Reducing noise and increasing performance. If you are talking about upping your car's engine power, noise will come with most if not all upgrades.

As for reducing road noise and engine noise, if you do a good tune-up including synthtic oil, this *may* help. Road noise is often related to the tires on the car. Some are designed for quieter rides but it may mean a lesser performing tire or more expensive than the typical economy tire.

Other than that, you could install more sound deadening material in the car.


----------



## darkjedivader (Apr 18, 2003)

Thank you for the info, I'll change the oil and perform a tune up to see if it helps, what kind of oil do you recomend ,and what ratio of oil to syntectic ?, do I use nissan or ngk plugs.
thanks- Jose


----------



## Hawaii_SE-R (Apr 30, 2002)

Mobil 1 5w-30 fully synthetic should be fine. You can get a case of 6 at Costco at a good price. Nissan plugs are made be NGK so either is good.


----------



## darkjedivader (Apr 18, 2003)

ok I'll will try the mobil one syntectic oil,just one question does it matter that the oi is 5w-30 instead of 10w-40 or 5w-20 on summer time ,also a friend of mine told me that I should try agip oils , he said since its used on racing cars it should be superior to other type of oils. what do you think? I think mavis tire center does an oil change for 19.99 and they use agip. Jose


----------



## Hawaii_SE-R (Apr 30, 2002)

darkjedivader said:


> *ok I'll will try the mobil one syntectic oil,just one question does it matter that the oi is 5w-30 instead of 10w-40 or 5w-20 on summer time*


The 5w-30 should be fine but compare it to the temp chart in your owner's manual for the conditions that you drive in.

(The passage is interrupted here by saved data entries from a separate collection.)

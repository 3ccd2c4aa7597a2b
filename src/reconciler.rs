// SPDX-License-Identifier: MPL-2.0
// This Source Code Form is subject to the terms of the Mozilla Public
// License, v. 2.0. If a copy of the MPL was not distributed with this
// file, You can obtain one at https://mozilla.org/MPL/2.0/.

//! Brightness reconciliation over a step-only light API.
//!
//! Cloud lights cannot be set to an absolute brightness; they only accept
//! "one level brighter" and "one level darker". [`BrightnessReconciler`]
//! drives the tracked brightness toward a target by issuing one step at a
//! time and recomputing the remaining distance after every round trip.
//!
//! # Algorithm
//!
//! Each iteration compares `floor(current * 9 / 100)` with
//! `floor(target * 9 / 100)`:
//!
//! - levels differ: issue one step toward the target, then move `current` by
//!   `round(|target - current| / |level difference|)`, at least 1, kept inside
//!   the brightness band of the neighbouring level
//! - levels match: snap `current` to `target` and stop
//!
//! The target is re-read at every iteration, so a new target set while a
//! step is in flight is honoured by the next step. At most one loop runs per
//! reconciler; [`BrightnessReconciler::set_target`] during a running loop only
//! records the value.
//!
//! # Examples
//!
//! ```
//! use std::sync::Arc;
//!
//! use remo_bridge::reconciler::{BrightnessReconciler, StepDirection, StepDriver};
//! use remo_bridge::types::Brightness;
//!
//! struct Noop;
//!
//! impl StepDriver for Noop {
//!     async fn step(&self, _direction: StepDirection) -> remo_bridge::Result<()> {
//!         Ok(())
//!     }
//! }
//!
//! # #[tokio::main(flavor = "current_thread")]
//! # async fn main() -> remo_bridge::Result<()> {
//! let reconciler = Arc::new(BrightnessReconciler::new(Noop));
//! assert_eq!(reconciler.current(), Brightness::MAX);
//!
//! reconciler.set_target(Brightness::new(40)?).await.unwrap()?;
//! assert_eq!(reconciler.current().value(), 40);
//! # Ok(())
//! # }
//! ```

use std::future::Future;
use std::sync::Arc;

use parking_lot::Mutex;
use tokio::task::JoinHandle;

use crate::error::Error;
use crate::types::{Brightness, LightButton};

/// Direction of a single step command.
#[derive(Debug, Clone, Copy, PartialEq, Eq, Hash)]
pub enum StepDirection {
    /// One level brighter.
    Up,
    /// One level darker.
    Down,
}

impl StepDirection {
    /// The light button that performs this step.
    #[must_use]
    pub const fn button(self) -> LightButton {
        match self {
            Self::Up => LightButton::BrightUp,
            Self::Down => LightButton::BrightDown,
        }
    }
}

/// Something that can move a light one level up or down.
pub trait StepDriver: Send + Sync {
    /// Performs one step.
    ///
    /// # Errors
    ///
    /// Returns error if the remote call fails.
    fn step(&self, direction: StepDirection) -> impl Future<Output = Result<(), Error>> + Send;
}

/// Snapshot of the reconciler's state.
#[derive(Debug, Clone, Copy, PartialEq, Eq)]
pub struct ReconcilerState {
    current: Brightness,
    target: Brightness,
    running: bool,
}

impl ReconcilerState {
    fn new(initial: Brightness) -> Self {
        Self {
            current: initial,
            target: initial,
            running: false,
        }
    }

    /// Tracked brightness of the device.
    #[must_use]
    pub fn current(&self) -> Brightness {
        self.current
    }

    /// Brightness the loop is driving toward.
    #[must_use]
    pub fn target(&self) -> Brightness {
        self.target
    }

    /// Whether a reconciliation loop is active.
    #[must_use]
    pub fn is_running(&self) -> bool {
        self.running
    }
}

/// Outcome of comparing current and target brightness.
#[derive(Debug, Clone, Copy, PartialEq, Eq)]
enum Plan {
    Settled,
    Step {
        direction: StepDirection,
        next: Brightness,
    },
}

fn plan(current: Brightness, target: Brightness) -> Plan {
    let from = current.level();
    let to = target.level();
    let levels = from.steps_to(to);
    if levels == 0 {
        return Plan::Settled;
    }

    // Levels are monotonic in brightness, so delta and levels share a sign.
    let delta = (i32::from(target.value()) - i32::from(current.value())).abs();
    let levels_left = levels.abs();
    let magnitude = ((2 * delta + levels_left) / (2 * levels_left)).max(1);

    let (direction, moved) = if levels > 0 {
        (StepDirection::Up, i32::from(current.value()) + magnitude)
    } else {
        (StepDirection::Down, i32::from(current.value()) - magnitude)
    };

    let band = from.step_toward(to).band();
    let next = moved.clamp(i32::from(*band.start()), i32::from(*band.end()));

    Plan::Step {
        direction,
        next: Brightness::clamped(next),
    }
}

/// Clears the `running` flag when the loop exits, unless the loop already
/// cleared it while holding the state lock.
struct RunningGuard<'a> {
    state: &'a Mutex<ReconcilerState>,
    armed: bool,
}

impl<'a> RunningGuard<'a> {
    fn acquire(state: &'a Mutex<ReconcilerState>) -> Option<Self> {
        let mut locked = state.lock();
        if locked.running {
            return None;
        }
        locked.running = true;
        Some(Self { state, armed: true })
    }

    fn disarm(&mut self) {
        self.armed = false;
    }
}

impl Drop for RunningGuard<'_> {
    fn drop(&mut self) {
        if self.armed {
            self.state.lock().running = false;
        }
    }
}

/// Drives a light's brightness toward a target through step commands.
///
/// Created with both current and target brightness at 100%.
#[derive(Debug)]
pub struct BrightnessReconciler<D> {
    driver: D,
    state: Mutex<ReconcilerState>,
}

impl<D: StepDriver> BrightnessReconciler<D> {
    /// Creates a reconciler assuming the light is at full brightness.
    #[must_use]
    pub fn new(driver: D) -> Self {
        Self::with_brightness(driver, Brightness::MAX)
    }

    /// Creates a reconciler with a known starting brightness.
    #[must_use]
    pub fn with_brightness(driver: D, initial: Brightness) -> Self {
        Self {
            driver,
            state: Mutex::new(ReconcilerState::new(initial)),
        }
    }

    /// Returns the step driver.
    #[must_use]
    pub fn driver(&self) -> &D {
        &self.driver
    }

    /// Returns the tracked brightness. Never touches the network.
    #[must_use]
    pub fn current(&self) -> Brightness {
        self.state.lock().current
    }

    /// Returns the latest requested brightness.
    #[must_use]
    pub fn target(&self) -> Brightness {
        self.state.lock().target
    }

    /// Returns `true` while a reconciliation loop is active.
    #[must_use]
    pub fn is_running(&self) -> bool {
        self.state.lock().running
    }

    /// Returns a copy of the whole state.
    #[must_use]
    pub fn snapshot(&self) -> ReconcilerState {
        *self.state.lock()
    }

    /// Records a new target and starts reconciliation on a background task.
    ///
    /// Returns immediately. The returned handle resolves to the outcome of
    /// this call's reconciliation attempt; it resolves to `Ok(())` right away
    /// when another loop is already running, since that loop picks up the new
    /// target. Dropping the handle does not cancel anything.
    ///
    /// # Panics
    ///
    /// Panics if called outside of a Tokio runtime.
    pub fn set_target(self: &Arc<Self>, target: Brightness) -> JoinHandle<Result<(), Error>>
    where
        D: 'static,
    {
        self.state.lock().target = target;
        tracing::debug!(target = %target, "Brightness target updated");

        let this = Arc::clone(self);
        tokio::spawn(async move {
            let result = this.reconcile().await;
            if let Err(e) = &result {
                tracing::warn!(error = %e, "Brightness reconciliation failed");
            }
            result
        })
    }

    /// Runs the reconciliation loop until the levels match.
    ///
    /// Returns `Ok(())` immediately if a loop is already running. Brightness
    /// applied by earlier successful steps is kept when a step fails.
    ///
    /// # Errors
    ///
    /// Returns the first step failure. The running flag is cleared before
    /// the error is returned.
    pub async fn reconcile(&self) -> Result<(), Error> {
        let Some(mut guard) = RunningGuard::acquire(&self.state) else {
            tracing::trace!("Reconciliation already running");
            return Ok(());
        };

        loop {
            let (direction, next) = {
                let mut state = self.state.lock();
                match plan(state.current, state.target) {
                    Plan::Settled => {
                        state.current = state.target;
                        // Released under the lock so a concurrent set_target
                        // either sees the loop running or can start a new one.
                        state.running = false;
                        guard.disarm();
                        tracing::debug!(brightness = %state.current, "Brightness settled");
                        return Ok(());
                    }
                    Plan::Step { direction, next } => (direction, next),
                }
            };

            tracing::debug!(direction = ?direction, next = %next, "Stepping brightness");
            self.driver.step(direction).await?;
            self.state.lock().current = next;
        }
    }
}
//! Automated API test client for the PetFriends pet-catalog service
//!
//! This crate wraps the REST API of the third-party PetFriends service
//! (<https://petfriends.skillfactory.ru>) in a thin async HTTP client and
//! encodes the expected behavior of that service as a sequence of runnable
//! test scenarios.

pub mod core;
pub mod models;
pub mod scenarios;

Just go with the Mobil1, it is preffered by most in the know and is used on many race cars as well. Save yourself more money by doing the oil change yourself and make sure you use either a Nissan OEM oil filter or the more expensive K&N Gold or Mobil1 Oil Filters. Don't risk your engine by using the cheap filters.


----------



## B13speed (Mar 26, 2003)

darkjedivader said:


> *ok I'll will try the mobile one syntectic oil, *


I own an se-r, but a mechanic told me that synthetic oil doesn't really matter it just matters that you keep your oil changed on a regular basis. 

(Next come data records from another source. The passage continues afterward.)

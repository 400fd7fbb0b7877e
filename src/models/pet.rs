//! Pet catalog data models
//!
//! These structures mirror the JSON the PetFriends service returns. Every
//! field arrives as a string (age included) and the service occasionally
//! omits fields, so everything defaults rather than failing deserialization.

use anyhow::{Context, Result};
use serde::{Deserialize, Serialize};
use std::path::Path;

/// A single pet record as returned by the service
#[derive(Debug, Clone, Serialize, Deserialize)]
pub struct Pet {
    #[serde(default)]
    pub id: String,
    #[serde(default)]
    pub name: String,
    #[serde(default)]
    pub animal_type: String,
    #[serde(default)]
    pub age: String,
    /// Base64-encoded image data URI, empty when no photo was uploaded
    #[serde(default)]
    pub pet_photo: String,
    #[serde(default)]
    pub created_at: String,
}

/// Response shape of the pet listing endpoint
#[derive(Debug, Clone, Serialize, Deserialize)]
pub struct PetList {
    #[serde(default)]
    pub pets: Vec<Pet>,
}

/// Photo payload for multipart uploads
///
/// The service documents JPG, JPEG, and PNG as accepted formats; other
/// content is passed through untouched so callers can probe the service's
/// own validation.
#[derive(Debug, Clone)]
pub struct PetPhoto {
    pub file_name: String,
    pub mime_type: String,
    pub bytes: Vec<u8>,
}

impl PetPhoto {
    /// Build a photo from in-memory bytes, guessing the MIME type from the
    /// file name extension
    pub fn from_bytes(file_name: impl Into<String>, bytes: Vec<u8>) -> Self {
        let file_name = file_name.into();
        let mime_type = mime_for_file_name(&file_name).to_string();
        Self {
            file_name,
            mime_type,
            bytes,
        }
    }

    /// Read a photo from disk
    ///
    /// # Errors
    ///
    /// Returns error if the file cannot be read or has no file name.
    pub fn from_path<P: AsRef<Path>>(path: P) -> Result<Self> {
        let path = path.as_ref();
        let bytes = std::fs::read(path)
            .with_context(|| format!("Failed to read photo file {}", path.display()))?;
        let file_name = path
            .file_name()
            .and_then(|name| name.to_str())
            .context("Photo path has no usable file name")?
            .to_string();

        Ok(Self::from_bytes(file_name, bytes))
    }
}

/// MIME type for a photo file name, by extension
fn mime_for_file_name(file_name: &str) -> &'static str {
    let extension = file_name
        .rsplit_once('.')
        .map(|(_, ext)| ext.to_ascii_lowercase())
        .unwrap_or_default();

    match extension.as_str() {
        "jpg" | "jpeg" => "image/jpeg",
        "png" => "image/png",
        "pdf" => "application/pdf",
        _ => "application/octet-stream",
    }
}

#[cfg(test)]
mod tests {
    use super::*;
    use std::io::Write;

    #[test]
    fn test_pet_deserializes_service_payload() {
        let json = r#"{
            "age": "2",
            "animal_type": "tabby cat",
            "created_at": "1617280000.0",
            "id": "5fd47b52-9750-4f3c-9f29-746023479fdc",
            "name": "Oleg",
            "pet_photo": "data:image/jpeg;base64,/9j/4AAQ"
        }"#;

        let pet: Pet = serde_json::from_str(json).unwrap();
        assert_eq!(pet.name, "Oleg");
        assert_eq!(pet.animal_type, "tabby cat");
        assert_eq!(pet.age, "2");
    }

    #[test]
    fn test_pet_tolerates_missing_fields() {
        let pet: Pet = serde_json::from_str(r#"{"name": "Zahar"}"#).unwrap();
        assert_eq!(pet.name, "Zahar");
        assert!(pet.id.is_empty());
        assert!(pet.pet_photo.is_empty());
    }

    #[test]
    fn test_mime_guessed_from_extension() {
        assert_eq!(PetPhoto::from_bytes("cat.JPG", vec![]).mime_type, "image/jpeg");
        assert_eq!(PetPhoto::from_bytes("cat.png", vec![]).mime_type, "image/png");
        assert_eq!(PetPhoto::from_bytes("cat.pdf", vec![]).mime_type, "application/pdf");
        assert_eq!(
            PetPhoto::from_bytes("cat", vec![]).mime_type,
            "application/octet-stream"
        );
    }

    #[test]
    fn test_photo_from_path() {
        let mut file = tempfile::Builder::new()
            .prefix("pet")
            .suffix(".jpeg")
            .tempfile()
            .unwrap();
        file.write_all(&[0xFF, 0xD8, 0xFF, 0xD9]).unwrap();
        file.flush().unwrap();

        let photo = PetPhoto::from_path(file.path()).unwrap();
        assert_eq!(photo.mime_type, "image/jpeg");
        assert_eq!(photo.bytes, vec![0xFF, 0xD8, 0xFF, 0xD9]);
        assert!(photo.file_name.ends_with(".jpeg"));
    }
}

About the engine noise. Have you checked your motor mounts. If they are worn they can make your car really noisy on the inside(vibrations)


----------



## myoung (Apr 15, 2002)

B13speed said:


> *I own an se-r, but a mechanic told me that synthetic oil doesn't really matter it just matters that you keep your oil changed on a regular basis.
> 
> *


I would find a new mechanic... plenty threads on the benefits of synthetic oil on this forum...as well as sentra.net and se-r.net


----------



## B13speed (Mar 26, 2003)

He also suggested that I get a honda crx and sell my se-r . (he's not my mechanic just a mechanic that I asked a few questions)


----------



## Spelchy (Jun 24, 1987)

if you're looking for a quieter ride, i'm gonna say that a crx isn't what you want (being specific to the age of your car) all the ones i've heard that are mid 80's sound like 5 lawnmowers at once


----------



## Centurion (Sep 5, 2002)

*Road noise....*

I got these http://www.tirerack.com/tires/tires.jsp?tireMake=Sumitomo&tireModel=HTR+200&vehicleSearch=false&partnum=77HR3HTR200&fromCompare1=yes] tires [/url] and they are blessedly quite. The original Michelins were noisy as Hell, and the Goodyears I just burned through were atrocious.


----------



## BORNGEARHEAD (Apr 30, 2002)

Ya, I say buy good quality tires. If you are running the 13" tires it is probably the tires you have.


----------



## B13speed (Mar 26, 2003)

spelch said:


> *if you're looking for a quieter ride, i'm gonna say that a crx isn't what you want (being specific to the age of your car) all the ones i've heard that are mid 80's sound like 5 lawnmowers at once *


I'm not having road noise problems, I fixed mine a long time ago(broken motor mount) . I was just giving an example of some bad info that this mechanic gave me.


----------



## sethwas (Apr 30, 2002)

Road noise originates from the tires, but the sounds come in through the floor. Beef up the padding (sound deadening) in the floor and the outside noise will go down. YOu will also hear the engine 'better' since other sounds are quieter.

Seth


----------



## samk (Feb 26, 2003)

bad axles and/or wheel bearings can create noise that sounds like road noise and wind. check that out.


----------



## urbanracerone (Apr 25, 2003)

I have a '91 SE-R with 26,000miles,org! I use 10-30 mobil1 an have no problem, with it. TEAM G4L NYC


----------



## darkjedivader (Apr 18, 2003)

Thank you very much for all the information , I already find out what was the road noice coming , It was a the left front wheel bearing and an axel, a got my mechanic fixing it , I have another queastion for you guys , do you recomend any transmision fluid treatments ,or just keep adding tranmision fluid when it needs it?
and what do you think about agip motor oil. Jose


----------



## samk (Feb 26, 2003)

tranny fluids...RED LINE MT90 works wonders.


----------